Cameron posturing on ‘Brexit’ to woo Euroskeptics
The annual Conservative Party conference opened in Manchester on Sunday. British Prime Minister David Cameron has again refused to rule out leaving the EU if certain reforms aren't made, but added that “in the end it is going to be for the British public to decide.” Meanwhile, the EU is adamant one country cannot dictate to the whole Union.
RT: What do you make of the latest David Cameron statements, and their timing?
Neil Clark: I think the timing of these latest statements by David Cameron is very important, because it is the start this week of the Conservative Party conference.And what David Cameron has got to do is to convince the Euroskeptics in his party - and probably the majority of the Conservatives gathering this week for the conference are Euroskeptics, the MPs - he’s got to convince them that he is going to get some serious concessions, and he is going to be talking tough. So that is why he has come up with this speech now. It is more aimed at his own party to convince them that he means business. I think it’s basically posturing what he is doing; it is all very vague.
We’re told that he is trying to get these very important concessions from Brussels, but we don’t know what they are. Peter Oborne, a leading political writer this week said that he had a reliable source who is saying that George Osborne, the Chancellor of the Exchequer, who is in charge of renegotiations has been going around European capitals and he has surprised European leaders and European figures by not having very strong demands at all, not demanding much from the EU. So this is surprising people in Europe that they don’t seem to know what the British government actually wants. And that backs up the case for saying that in fact this is all cosmetic. Cameron’s strategy appears to be: talk tough at home, say he is going to go into Europe, get lots of concessions, get some cosmetic changes, which aren’t really that important, try and sell them to his party and then say: ‘Look, I’ve got some concessions from Brussels, back me in the campaign to stay in.’ So I think he is posturing when he says that he can still pull out; I think this is more to do with trying to keep his Euroskeptic Conservative MPs and Conservative members on board.

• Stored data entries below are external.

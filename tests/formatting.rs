use pricebot::bill::{Bill, RequestedItem};
use pricebot::handlers::category::format_category;
use pricebot::handlers::price::format_prices;
use pricebot::tests::util::sample_catalog;

#[test]
fn bill_renders_table_steps_and_total() {
    let catalog = sample_catalog();
    let bill = Bill::price(
        &catalog,
        &[
            RequestedItem::new("milk", 2.0, "L"),
            RequestedItem::new("tomatoes", 1.0, "kg"),
            RequestedItem::new("bread", 3.0, "packets"),
        ],
        None,
        "INR",
    );
    assert_eq!(
        bill.render(),
        "| Item | Unit Price | Quantity | Amount |\n\
         |------|------------|----------|--------|\n\
         | Milk | ₹65.00 per 1 liter | 2 L | ₹130.00 |\n\
         | Tomatoes | ₹40.00 per 1 kg | 1 kg | ₹40.00 |\n\
         | Bread | ₹40.00 per 1 packet | 3 packets | ₹120.00 |\n\
         \n\
         **Calculation:**\n\
         1. Milk: 2 L ÷ 1 L = 2 × ₹65.00 = ₹130.00\n\
         2. Tomatoes: 1 kg ÷ 1 kg = 1 × ₹40.00 = ₹40.00\n\
         3. Bread: 3 packets ÷ 1 packet = 3 × ₹40.00 = ₹120.00\n\
         \n\
         **Total: ₹290.00**"
    );
}

#[test]
fn bill_lists_items_it_could_not_price() {
    let catalog = sample_catalog();
    let bill = Bill::price(
        &catalog,
        &[
            RequestedItem::new("eggs", 6.0, ""),
            RequestedItem::new("caviar", 1.0, "kg"),
            RequestedItem::new("rice", 1.0, "liter"),
            RequestedItem::new("sugar", 1.0, "bushel"),
        ],
        None,
        "INR",
    );
    let text = bill.render();
    assert!(text.contains("| Eggs | ₹80.00 per 12 count | 6 pcs | ₹40.00 |"));
    assert!(text.contains(
        "Not priced:\n\
         - caviar: not in the catalog\n\
         - Rice: 1 L cannot be priced per 1 kg bag\n\
         - Sugar: unknown unit \"bushel\"\n"
    ));
    assert!(text.ends_with("**Total: ₹40.00**"));
}

#[test]
fn packs_of_sample_items_price_whole_catalog_packs() {
    let catalog = sample_catalog();
    let bill = Bill::price(
        &catalog,
        &[
            RequestedItem::new("eggs", 2.0, "packets"),
            RequestedItem::new("rice", 2.0, "bags"),
        ],
        None,
        "INR",
    );
    assert!(bill.skipped.is_empty());
    let text = bill.render();
    assert!(text.contains("| Eggs | ₹80.00 per 12 count | 2 × 12 count | ₹160.00 |"));
    assert!(text.contains("| Rice | ₹75.00 per 1 kg bag | 2 × 1 kg bag | ₹150.00 |"));
    assert!(text.ends_with("**Total: ₹310.00**"));
}

#[test]
fn bill_with_nothing_priced_totals_zero() {
    let catalog = sample_catalog();
    let bill = Bill::price(
        &catalog,
        &[RequestedItem::new("caviar", 1.0, "kg")],
        None,
        "INR",
    );
    assert!(bill.lines.is_empty());
    let text = bill.render();
    assert!(text.starts_with("None of the requested items could be priced."));
    assert!(text.ends_with("**Total: ₹0.00**"));
}

#[test]
fn price_listing_skips_duplicates() {
    let catalog = sample_catalog();
    let requested = [
        RequestedItem::named("Tea"),
        RequestedItem::named("tea"),
        RequestedItem::named("saffron"),
    ];
    assert_eq!(
        format_prices(&catalog, &requested),
        "Tea costs ₹120.00 per 250 gm\nSorry, \"saffron\" is not in the catalog."
    );
}

#[test]
fn category_listing_uses_catalog_order() {
    let catalog = sample_catalog();
    assert_eq!(
        format_category(&catalog, "Grains"),
        "Grains items:\n- Rice: ₹75.00 per 1 kg bag\n- Atta (Wheat Flour): ₹60.00 per 1 kg"
    );
}
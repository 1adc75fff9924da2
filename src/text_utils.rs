use std::sync::OnceLock;

use regex::Regex;
use tracing::trace;

fn think_regex() -> &'static Regex {
    static RE: OnceLock<Regex> = OnceLock::new();
    RE.get_or_init(|| Regex::new(r"(?s)<think>.*?</think>").expect("valid think regex"))
}

fn blank_lines_regex() -> &'static Regex {
    static RE: OnceLock<Regex> = OnceLock::new();
    RE.get_or_init(|| Regex::new(r"\n{3,}").expect("valid blank line regex"))
}

/// Remove `<think>…</think>` reasoning blocks and collapse the blank lines
/// they leave behind.
pub fn clean_response(text: &str) -> String {
    let without_think = think_regex().replace_all(text, "");
    let cleaned = blank_lines_regex().replace_all(&without_think, "\n\n");
    let cleaned = cleaned.trim().to_string();
    trace!(before = text.len(), after = cleaned.len(), "Cleaned model reply");
    cleaned
}
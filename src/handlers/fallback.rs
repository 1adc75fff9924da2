use tracing::{debug, instrument};

use super::HandlerContext;
use crate::ai::prompts::fallback_prompt;
use crate::ai::{CompletionRequest, ReasoningClient, ResponseFormat};
use crate::error::AiError;
use crate::text_utils::clean_response;
use crate::units::currency_symbol;

/// Answers any grocery question in free text with the general-purpose prompt.
#[instrument(level = "trace", skip(ctx))]
pub async fn answer_fallback<C>(
    ctx: &HandlerContext<'_, C>,
    question: &str,
) -> Result<String, AiError>
where
    C: ReasoningClient + ?Sized,
{
    let symbol = currency_symbol(ctx.catalog.currency(ctx.currency));
    let system = fallback_prompt(ctx.catalog_json, symbol.trim_end());
    let reply = ctx
        .client
        .complete(CompletionRequest {
            system: &system,
            user: question,
            format: ResponseFormat::Text,
        })
        .await?;

    let answer = clean_response(&reply);
    if answer.is_empty() {
        return Err(AiError::Malformed(
            "fallback reply was empty after cleaning".into(),
        ));
    }
    debug!(len = answer.len(), "Fallback answer ready");
    Ok(answer)
}
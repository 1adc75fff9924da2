use std::fmt;

use serde::Deserialize;
use serde_json::Value;
use tracing::{debug, instrument};

use crate::ai::common::complete_json;
use crate::ai::prompts::classifier_prompt;
use crate::ai::ReasoningClient;
use crate::error::AiError;

/// What a question is asking for.
#[derive(Debug, Clone, Copy, PartialEq, Eq, Hash)]
pub enum Intent {
    PriceQuery,
    ShoppingList,
    CategoryQuery,
    ComparisonQuery,
    Unknown,
}

impl Intent {
    pub const ALL: [Intent; 5] = [
        Intent::PriceQuery,
        Intent::ShoppingList,
        Intent::CategoryQuery,
        Intent::ComparisonQuery,
        Intent::Unknown,
    ];

    pub fn as_str(self) -> &'static str {
        match self {
            Intent::PriceQuery => "price_query",
            Intent::ShoppingList => "shopping_list",
            Intent::CategoryQuery => "category_query",
            Intent::ComparisonQuery => "comparison_query",
            Intent::Unknown => "unknown",
        }
    }

    /// Maps a model label onto an intent; anything unrecognized is `Unknown`.
    pub fn from_label(label: &str) -> Intent {
        let label = label.trim().to_ascii_lowercase();
        Intent::ALL
            .into_iter()
            .find(|intent| intent.as_str() == label)
            .unwrap_or(Intent::Unknown)
    }
}

impl fmt::Display for Intent {
    fn fmt(&self, f: &mut fmt::Formatter<'_>) -> fmt::Result {
        f.write_str(self.as_str())
    }
}

#[derive(Deserialize)]
struct ClassificationJson {
    #[serde(rename = "type", default)]
    kind: Option<Value>,
    #[serde(default)]
    explanation: Option<Value>,
}

#[derive(Debug, Clone, PartialEq)]
pub struct Classification {
    pub intent: Intent,
    /// The model's reasoning. Logged, never acted on.
    pub explanation: String,
}

/// Asks the model which kind of question this is.
///
/// A missing or unrecognized `type` yields [`Intent::Unknown`]. Transport
/// errors and replies that are not a JSON object are returned to the caller.
#[instrument(level = "trace", skip(client))]
pub async fn classify<C>(client: &C, question: &str) -> Result<Classification, AiError>
where
    C: ReasoningClient + ?Sized,
{
    let reply: ClassificationJson = complete_json(client, &classifier_prompt(), question).await?;

    let intent = reply
        .kind
        .as_ref()
        .and_then(Value::as_str)
        .map(Intent::from_label)
        .unwrap_or(Intent::Unknown);
    let explanation = match reply.explanation {
        Some(Value::String(text)) => text,
        Some(other) => other.to_string(),
        None => String::new(),
    };

    debug!(%intent, explanation = %explanation, "Classified question");
    Ok(Classification {
        intent,
        explanation,
    })
}
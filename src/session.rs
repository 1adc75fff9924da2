use anyhow::Result;
use tokio::io::{AsyncBufRead, AsyncBufReadExt, AsyncWrite, AsyncWriteExt};

use crate::ai::ReasoningClient;
use crate::dispatcher::Dispatcher;
use crate::messages;
use crate::system_info::get_system_info;
use crate::units::currency_symbol;

#[derive(Debug, PartialEq, Eq)]
pub enum Input<'a> {
    Exit,
    Blank,
    Info,
    Question(&'a str),
}

pub fn parse_input(line: &str) -> Input<'_> {
    let trimmed = line.trim();
    let lowered = trimmed.to_lowercase();
    if trimmed.is_empty() {
        Input::Blank
    } else if messages::EXIT_WORDS.contains(&lowered.as_str()) {
        Input::Exit
    } else if lowered == messages::INFO_COMMAND {
        Input::Info
    } else {
        Input::Question(trimmed)
    }
}

/// Reads questions line by line and writes one answer per question until
/// an exit word or end of input.
pub async fn interactive<C, R, W>(
    dispatcher: &Dispatcher<C>,
    currency: &str,
    input: R,
    out: &mut W,
) -> Result<()>
where
    C: ReasoningClient,
    R: AsyncBufRead + Unpin,
    W: AsyncWrite + Unpin,
{
    let symbol = currency_symbol(currency);
    out.write_all(messages::welcome_text(currency, symbol.trim_end()).as_bytes())
        .await?;
    out.write_all(b"\n").await?;

    let mut lines = input.lines();
    loop {
        out.write_all(messages::QUESTION_PROMPT.as_bytes()).await?;
        out.flush().await?;

        let Some(line) = lines.next_line().await? else {
            break;
        };
        match parse_input(&line) {
            Input::Blank => continue,
            Input::Exit => {
                out.write_all(messages::GOODBYE.as_bytes()).await?;
                out.write_all(b"\n").await?;
                break;
            }
            Input::Info => {
                let catalog = dispatcher.catalog();
                let summary =
                    messages::catalog_summary(catalog.len(), catalog.categories().len());
                out.write_all(format!("{}\n{summary}\n", get_system_info()).as_bytes())
                    .await?;
            }
            Input::Question(question) => {
                tracing::debug!(question, "Received question");
                let answer = dispatcher.answer(question).await;
                out.write_all(format!("{}{answer}\n", messages::ANSWER_PREFIX).as_bytes())
                    .await?;
            }
        }
    }
    out.flush().await?;
    Ok(())
}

RT: You said that Cameron wants to get some concessions from Brussels. So what are they about? Will it be easy for him to achieve that?
NC: Cameron said at the beginning he wanted to have fundamental changes, fundamental concessions, and that would mean of course a fundamental change in Britain’s position with Europe, and would mean we’re claiming sovereign powers back to Westminster, renegotiating treaties, but that is not any of that at all. The EU made it clear that they are not going to do that. Cameron has been talking tough, and he is not going to get those concessions, and he’s not even asking for them. On the one hand, he is saying one thing to Euroskeptics at home, because of course you have also have to factor in not just his Euroskeptic Conservative MPs; there is UKIP which of course wants Britain to leave the EU.
He’s got to kind of talk tough, because he is still worried about the UKIP factor, and the threat of UKIP. On the other hand, it is clear that the EU is not going to give these kinds of radical concessions. So what we are going to get – we’re getting a bit of a game here, a bit of a PR exercise – Cameron will get some minor concessions which he will then sell as major concessions... I don’t think that the strategy of Cameron is going to work, because the Euroskeptics are not going to be satisfied with modest concessions.